§ **REQUIRED WORK**
Using the data below, output the first line and every line after it up to and including the line containing "before the session", exactly as written and with nothing added.

[Opening GIVEN RECORDS section]

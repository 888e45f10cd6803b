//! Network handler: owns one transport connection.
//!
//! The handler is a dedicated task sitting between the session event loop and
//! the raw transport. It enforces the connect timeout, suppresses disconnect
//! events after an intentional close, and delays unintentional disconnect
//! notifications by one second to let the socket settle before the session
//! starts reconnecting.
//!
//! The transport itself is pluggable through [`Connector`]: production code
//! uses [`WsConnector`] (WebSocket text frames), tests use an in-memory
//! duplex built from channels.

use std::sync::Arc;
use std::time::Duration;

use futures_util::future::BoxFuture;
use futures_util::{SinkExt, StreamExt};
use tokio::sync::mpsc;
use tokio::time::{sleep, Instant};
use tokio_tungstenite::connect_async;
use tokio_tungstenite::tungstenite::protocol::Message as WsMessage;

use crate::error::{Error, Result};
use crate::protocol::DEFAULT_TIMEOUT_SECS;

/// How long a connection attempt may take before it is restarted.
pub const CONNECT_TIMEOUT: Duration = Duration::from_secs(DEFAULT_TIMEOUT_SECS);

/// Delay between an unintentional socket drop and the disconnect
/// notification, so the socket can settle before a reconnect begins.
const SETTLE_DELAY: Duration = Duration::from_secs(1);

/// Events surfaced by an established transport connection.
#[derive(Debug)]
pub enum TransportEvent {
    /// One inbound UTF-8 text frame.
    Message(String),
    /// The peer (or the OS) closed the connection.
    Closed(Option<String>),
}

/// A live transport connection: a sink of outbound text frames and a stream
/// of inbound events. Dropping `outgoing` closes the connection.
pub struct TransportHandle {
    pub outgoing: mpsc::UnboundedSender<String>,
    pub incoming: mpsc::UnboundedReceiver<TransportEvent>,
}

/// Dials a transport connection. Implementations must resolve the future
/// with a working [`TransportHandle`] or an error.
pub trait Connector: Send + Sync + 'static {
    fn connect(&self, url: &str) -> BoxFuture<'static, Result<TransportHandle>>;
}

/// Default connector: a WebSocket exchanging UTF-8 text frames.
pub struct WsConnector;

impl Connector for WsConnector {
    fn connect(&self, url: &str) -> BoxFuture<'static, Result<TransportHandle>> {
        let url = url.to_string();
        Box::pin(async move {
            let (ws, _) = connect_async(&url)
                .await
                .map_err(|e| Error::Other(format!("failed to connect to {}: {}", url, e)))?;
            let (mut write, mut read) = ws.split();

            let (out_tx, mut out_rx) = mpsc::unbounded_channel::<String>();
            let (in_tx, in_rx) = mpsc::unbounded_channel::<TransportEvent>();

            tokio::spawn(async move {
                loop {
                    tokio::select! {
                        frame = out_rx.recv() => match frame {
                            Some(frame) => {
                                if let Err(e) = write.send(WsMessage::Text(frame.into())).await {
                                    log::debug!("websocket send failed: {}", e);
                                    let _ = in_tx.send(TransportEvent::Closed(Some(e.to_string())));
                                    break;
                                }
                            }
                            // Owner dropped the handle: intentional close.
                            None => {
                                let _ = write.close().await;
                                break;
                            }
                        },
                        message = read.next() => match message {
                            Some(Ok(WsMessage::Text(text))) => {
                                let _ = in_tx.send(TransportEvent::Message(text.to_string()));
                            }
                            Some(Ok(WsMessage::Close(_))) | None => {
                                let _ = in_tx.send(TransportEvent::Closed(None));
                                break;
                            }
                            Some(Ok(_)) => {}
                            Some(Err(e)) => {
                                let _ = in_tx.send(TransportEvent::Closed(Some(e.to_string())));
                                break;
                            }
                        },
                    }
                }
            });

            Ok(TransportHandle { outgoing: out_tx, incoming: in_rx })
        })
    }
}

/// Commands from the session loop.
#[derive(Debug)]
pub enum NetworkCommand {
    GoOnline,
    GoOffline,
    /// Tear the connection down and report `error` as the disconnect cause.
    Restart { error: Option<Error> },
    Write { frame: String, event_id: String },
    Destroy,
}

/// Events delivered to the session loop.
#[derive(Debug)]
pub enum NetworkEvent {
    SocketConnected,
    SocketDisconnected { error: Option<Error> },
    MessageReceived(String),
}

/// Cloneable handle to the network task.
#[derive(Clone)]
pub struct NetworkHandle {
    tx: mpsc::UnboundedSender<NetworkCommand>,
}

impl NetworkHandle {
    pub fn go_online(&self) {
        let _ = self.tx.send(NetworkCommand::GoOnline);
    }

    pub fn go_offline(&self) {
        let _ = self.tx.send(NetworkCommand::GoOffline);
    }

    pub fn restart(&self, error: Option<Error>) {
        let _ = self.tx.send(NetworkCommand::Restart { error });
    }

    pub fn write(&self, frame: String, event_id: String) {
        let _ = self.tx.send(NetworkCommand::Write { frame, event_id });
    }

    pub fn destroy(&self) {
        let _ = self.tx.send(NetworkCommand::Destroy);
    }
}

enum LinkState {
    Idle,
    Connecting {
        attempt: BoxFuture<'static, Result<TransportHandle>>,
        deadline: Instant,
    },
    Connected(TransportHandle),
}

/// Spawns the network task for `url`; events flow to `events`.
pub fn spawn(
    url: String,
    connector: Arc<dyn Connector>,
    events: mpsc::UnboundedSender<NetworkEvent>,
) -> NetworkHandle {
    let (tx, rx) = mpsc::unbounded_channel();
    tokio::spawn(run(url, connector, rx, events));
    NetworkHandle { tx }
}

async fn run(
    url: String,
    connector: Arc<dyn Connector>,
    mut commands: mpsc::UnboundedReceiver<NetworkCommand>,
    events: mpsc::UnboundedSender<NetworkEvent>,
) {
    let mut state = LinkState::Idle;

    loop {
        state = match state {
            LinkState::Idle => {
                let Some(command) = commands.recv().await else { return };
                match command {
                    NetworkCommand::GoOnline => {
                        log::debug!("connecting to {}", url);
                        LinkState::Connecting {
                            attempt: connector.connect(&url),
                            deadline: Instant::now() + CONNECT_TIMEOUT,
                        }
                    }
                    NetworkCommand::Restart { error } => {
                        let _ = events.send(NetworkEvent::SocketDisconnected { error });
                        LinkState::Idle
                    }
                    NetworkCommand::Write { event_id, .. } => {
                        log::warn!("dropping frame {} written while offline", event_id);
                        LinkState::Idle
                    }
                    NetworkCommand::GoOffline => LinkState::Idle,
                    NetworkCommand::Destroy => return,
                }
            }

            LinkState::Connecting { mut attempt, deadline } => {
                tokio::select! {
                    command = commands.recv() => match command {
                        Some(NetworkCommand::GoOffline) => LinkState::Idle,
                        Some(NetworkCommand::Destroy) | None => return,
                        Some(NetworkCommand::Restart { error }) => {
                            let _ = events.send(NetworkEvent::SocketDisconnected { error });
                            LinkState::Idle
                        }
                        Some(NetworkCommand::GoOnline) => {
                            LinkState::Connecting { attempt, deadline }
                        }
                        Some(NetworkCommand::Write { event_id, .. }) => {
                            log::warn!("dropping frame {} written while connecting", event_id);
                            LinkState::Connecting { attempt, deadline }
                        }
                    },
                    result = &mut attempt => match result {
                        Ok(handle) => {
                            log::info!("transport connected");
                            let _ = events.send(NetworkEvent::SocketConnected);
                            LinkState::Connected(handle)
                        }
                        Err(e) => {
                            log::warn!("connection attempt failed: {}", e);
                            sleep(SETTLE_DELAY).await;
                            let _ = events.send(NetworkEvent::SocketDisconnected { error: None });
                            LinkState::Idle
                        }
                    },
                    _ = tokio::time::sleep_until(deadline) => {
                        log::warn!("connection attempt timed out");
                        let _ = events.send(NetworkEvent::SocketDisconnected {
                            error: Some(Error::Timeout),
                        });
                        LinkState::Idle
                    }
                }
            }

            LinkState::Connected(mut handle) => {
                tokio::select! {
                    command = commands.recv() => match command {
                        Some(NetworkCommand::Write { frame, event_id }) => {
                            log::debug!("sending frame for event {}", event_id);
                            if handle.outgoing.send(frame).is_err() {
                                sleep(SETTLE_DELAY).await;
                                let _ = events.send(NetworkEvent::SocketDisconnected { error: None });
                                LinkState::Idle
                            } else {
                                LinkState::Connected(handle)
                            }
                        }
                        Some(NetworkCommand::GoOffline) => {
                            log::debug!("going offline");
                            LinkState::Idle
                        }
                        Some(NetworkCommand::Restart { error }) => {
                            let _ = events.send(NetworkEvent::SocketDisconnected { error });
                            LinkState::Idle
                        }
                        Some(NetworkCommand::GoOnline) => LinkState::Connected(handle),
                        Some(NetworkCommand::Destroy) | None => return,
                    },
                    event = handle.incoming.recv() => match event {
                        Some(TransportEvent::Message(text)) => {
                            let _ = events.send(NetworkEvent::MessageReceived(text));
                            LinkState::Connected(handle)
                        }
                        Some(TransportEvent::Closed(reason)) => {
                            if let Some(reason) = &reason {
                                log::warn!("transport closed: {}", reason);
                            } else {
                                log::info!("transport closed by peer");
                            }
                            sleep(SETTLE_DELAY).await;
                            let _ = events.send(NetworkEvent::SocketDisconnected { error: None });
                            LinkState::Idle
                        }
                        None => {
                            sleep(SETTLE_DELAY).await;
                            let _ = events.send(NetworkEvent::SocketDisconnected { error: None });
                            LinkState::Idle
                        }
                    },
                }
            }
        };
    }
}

[Closing GIVEN RECORDS section]

§ **WRITTEN RESPONSE**
repository 888e45f10cd6803b
//! Network handler: owns one transport connection.
//!
//! The handler is a dedicated task sitting between the session event loop and
//! the raw transport. It enforces the connect timeout, suppresses disconnect
//! events after an intentional close, and delays unintentional disconnect
//! notifications by one second to let the socket settle before the session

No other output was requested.